(Dataset entries)
*** Block opens ***

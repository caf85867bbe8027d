//! Network adapters for the ResQ dispatch core
//!
//! Implements the collaborator traits of `resq-dispatch` against the real
//! dispatch server:
//! - [`GraphqlDispatchApi`]: commands and queries as GraphQL over HTTP
//! - [`GraphqlOfferFeed`]: pushed offers over a `graphql-transport-ws` subscription
//! - [`OsrmRouteProvider`]: driving routes from an OSRM-compatible service

pub mod client;
pub mod error;
pub mod graphql;
pub mod routing;
pub mod subscription;
mod wire;

pub use client::GraphqlDispatchApi;
pub use error::{GatewayError, Result};
pub use graphql::GraphqlClient;
pub use routing::OsrmRouteProvider;
pub use subscription::GraphqlOfferFeed;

*** Block closes ***

• _Problem details_:
For every line above with the word "OsrmRouteProvider" in it, make a copy.

• _Task answer_:
//! - [`OsrmRouteProvider`]: driving routes from an OSRM-compatible service
pub use routing::OsrmRouteProvider;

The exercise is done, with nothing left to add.